Records from a data collection:
━━━━━━
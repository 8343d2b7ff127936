use thiserror::Error;

use crate::validation::Violation;

/// ошибки запроса информации о кодпоинте
#[derive(Debug, Clone, Copy, PartialEq, Eq, Error)]
pub enum CodepointError
{
    /// значение за пределами U+0000 ..= U+10FFFF
    #[error("0x{0:X} за пределами кодового пространства Unicode")]
    OutOfRange(u32),
    /// кодпоинт допустим, но записи о нём нет. это ожидаемая ситуация, а не ошибка данных
    #[error("U+{0:04X} не назначен")]
    Unassigned(u32),
}

/// ошибки разбора файлов UCD
#[derive(Debug, Clone, PartialEq, Eq, Error)]
pub enum DatasetError
{
    #[error("{file}, строка {line}: некорректное количество полей")]
    FieldCount
    {
        file: &'static str,
        line: usize,
    },

    #[error("{file}, строка {line}: некорректный код `{value}`")]
    InvalidCode
    {
        file: &'static str,
        line: usize,
        value: String,
    },

    #[error("{file}, строка {line}: неизвестное значение свойства `{value}`")]
    UnknownPropertyValue
    {
        file: &'static str,
        line: usize,
        value: String,
    },

    #[error("{file}, строка {line}: у диапазона `{label}` нет пары")]
    UnpairedRange
    {
        file: &'static str,
        line: usize,
        label: String,
    },

    #[error("{file}, строка {line}: неизвестно, как именовать кодпоинты диапазона `{label}`")]
    UnsupportedRange
    {
        file: &'static str,
        line: usize,
        label: String,
    },

    #[error("{file}, строка {line}: U+{code:04X} отсутствует в UnicodeData.txt")]
    OrphanAlias
    {
        file: &'static str,
        line: usize,
        code: u32,
    },
}

/// полный список нарушенных инвариантов набора данных
#[derive(Debug, Clone, PartialEq, Eq)]
pub struct InvariantViolations(Vec<Violation>);

impl InvariantViolations
{
    pub fn new(violations: Vec<Violation>) -> Self
    {
        Self(violations)
    }

    pub fn violations(&self) -> &[Violation]
    {
        &self.0
    }

    pub fn into_inner(self) -> Vec<Violation>
    {
        self.0
    }
}

impl core::fmt::Display for InvariantViolations
{
    fn fmt(&self, f: &mut core::fmt::Formatter<'_>) -> core::fmt::Result
    {
        write!(f, "нарушено инвариантов: {}", self.0.len())?;

        for violation in self.0.iter() {
            write!(f, "\n  - {}", violation)?;
        }

        Ok(())
    }
}

impl std::error::Error for InvariantViolations {}

/// ошибка загрузки реестра: данные не удалось разобрать или они не прошли проверку
#[derive(Debug, Clone, PartialEq, Eq, Error)]
pub enum LoadError
{
    #[error("не удалось разобрать данные UCD: {0}")]
    Dataset(#[from] DatasetError),
    #[error("данные UCD не прошли проверку: {0}")]
    Invariants(#[from] InvariantViolations),
}
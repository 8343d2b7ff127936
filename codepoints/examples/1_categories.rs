use std::collections::HashMap;

use unicode_codepoints::{bundled, Category, Scope};

/// как кодпоинты распределены по категориям и группам категорий?
fn main()
{
    let registry = bundled().unwrap();
    let categories = registry.categories();

    let mut counts: HashMap<Category, usize> = HashMap::new();

    for (info, _) in registry.enumerate(Scope::Global) {
        *counts.entry(info.category()).or_default() += 1;
    }

    for group in categories.roots() {
        let total: usize = categories
            .children(group)
            .iter()
            .map(|c| counts.get(c).copied().unwrap_or_default())
            .sum();

        println!("{} ({}): {}", group, group.long_name(), total);

        for child in categories.children(group) {
            if let Some(count) = counts.get(child) {
                println!("    {} {}", child, count);
            }
        }
    }
}

/*

результат:

L (Letter): 131756
    Ll 2227
    Lm 334
    Lo 127333
    Lt 31
    Lu 1831
M (Mark): 2408
    Mc 445
    Me 13
    Mn 1950
N (Number): 1791
    Nd 660
    Nl 236
    No 895
P (Punctuation): 819
    Pc 10
    Pd 26
    Pe 77
    Pf 10
    Pi 12
    Po 605
    Ps 79
S (Symbol): 7741
    Sc 63
    Sk 125
    Sm 948
    So 6605
Z (Separator): 19
    Zl 1
    Zp 1
    Zs 17
C (Other): 228
    Cc 65
    Cf 163

*/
━━━━━━
WHAT YOU SHOULD DO |
Write each record out again exactly.

RESPONSE BOX |
repository 8343d2b7ff127936
use thiserror::Error;

use crate::validation::Violation;

/// ошибки запроса информации о кодпоинте
#[derive(Debug, Clone, Copy, PartialEq, Eq, Error)]
pub enum CodepointError
{
    /// значение за пределами U+0000 ..= U+10FFFF
    #[error("0x{0:X} за пределами кодового пространства Unicode")]
    OutOfRange(u32),
    /// кодпоинт допустим, но записи о нём нет. это ожидаемая ситуация, а не ошибка данных
    #[error("U+{0:04X} не назначен")]
    Unassigned(u32),
}

/// ошибки разбора файлов UCD
#[derive(Debug, Clone, PartialEq, Eq, Error)]
pub enum DatasetError
{
    #[error("{file}, строка {line}: некорректное количество полей")]
    FieldCount
    {
        file: &'static str,
        line: usize,
    },

    #[error("{file}, строка {line}: некорректный код `{value}`")]
    InvalidCode
    {
        file: &'static str,
        line: usize,
        value: String,
    },

    #[error("{file}, строка {line}: неизвестное значение свойства `{value}`")]
    UnknownPropertyValue
    {
        file: &'static str,
        line: usize,
        value: String,
    },

    #[error("{file}, строка {line}: у диапазона `{label}` нет пары")]
    UnpairedRange
    {
        file: &'static str,
        line: usize,
        label: String,
    },

    #[error("{file}, строка {line}: неизвестно, как именовать кодпоинты диапазона `{label}`")]
    UnsupportedRange
    {
        file: &'static str,
        line: usize,
        label: String,
    },

    #[error("{file}, строка {line}: U+{code:04X} отсутствует в UnicodeData.txt")]
    OrphanAlias
    {
        file: &'static str,
        line: usize,
        code: u32,
    },
}

/// полный список нарушенных инвариантов набора данных
#[derive(Debug, Clone, PartialEq, Eq)]
pub struct InvariantViolations(Vec<Violation>);

impl InvariantViolations
{
    pub fn new(violations: Vec<Violation>) -> Self
    {
        Self(violations)
    }

    pub fn violations(&self) -> &[Violation]
    {
        &self.0
    }

    pub fn into_inner(self) -> Vec<Violation>
    {
        self.0
    }
}

impl core::fmt::Display for InvariantViolations
{
    fn fmt(&self, f: &mut core::fmt::Formatter<'_>) -> core::fmt::Result
    {
        write!(f, "нарушено инвариантов: {}", self.0.len())?;

        for violation in self.0.iter() {
            write!(f, "\n  - {}", violation)?;
        }

        Ok(())
    }
}

impl std::error::Error for InvariantViolations {}

/// ошибка загрузки реестра: данные не удалось разобрать или они не прошли проверку
#[derive(Debug, Clone, PartialEq, Eq, Error)]
pub enum LoadError
{
    #[error("не удалось разобрать данные UCD: {0}")]
    Dataset(#[from] DatasetError),
    #[error("данные UCD не прошли проверку: {0}")]
    Invariants(#[from] InvariantViolations),
}
repository 8343d2b7ff127936
filename codepoints/examples/1_categories.rs
use std::collections::HashMap;

use unicode_codepoints::{bundled, Category, Scope};

/// как кодпоинты распределены по категориям и группам категорий?
fn main()
{
    let registry = bundled().unwrap();
    let categories = registry.categories();

    let mut counts: HashMap<Category, usize> = HashMap::new();

    for (info, _) in registry.enumerate(Scope::Global) {
        *counts.entry(info.category()).or_default() += 1;
    }

    for group in categories.roots() {
        let total: usize = categories
            .children(group)
            .iter()
            .map(|c| counts.get(c).copied().unwrap_or_default())
            .sum();

        println!("{} ({}): {}", group, group.long_name(), total);

        for child in categories.children(group) {
            if let Some(count) = counts.get(child) {
                println!("    {} {}", child, count);
            }
        }
    }
}

/*

результат:

L (Letter): 131756
    Ll 2227
    Lm 334
    Lo 127333
    Lt 31
    Lu 1831
M (Mark): 2408
    Mc 445
    Me 13
    Mn 1950
N (Number): 1791
    Nd 660
    Nl 236
    No 895
P (Punctuation): 819
    Pc 10
    Pd 26
    Pe 77
    Pf 10
    Pi 12
    Po 605
    Ps 79
S (Symbol): 7741
    Sc 63
    Sk 125
    Sm 948
    So 6605
Z (Separator): 19
    Zl 1
    Zp 1
    Zs 17
C (Other): 228
    Cc 65
    Cf 163

*/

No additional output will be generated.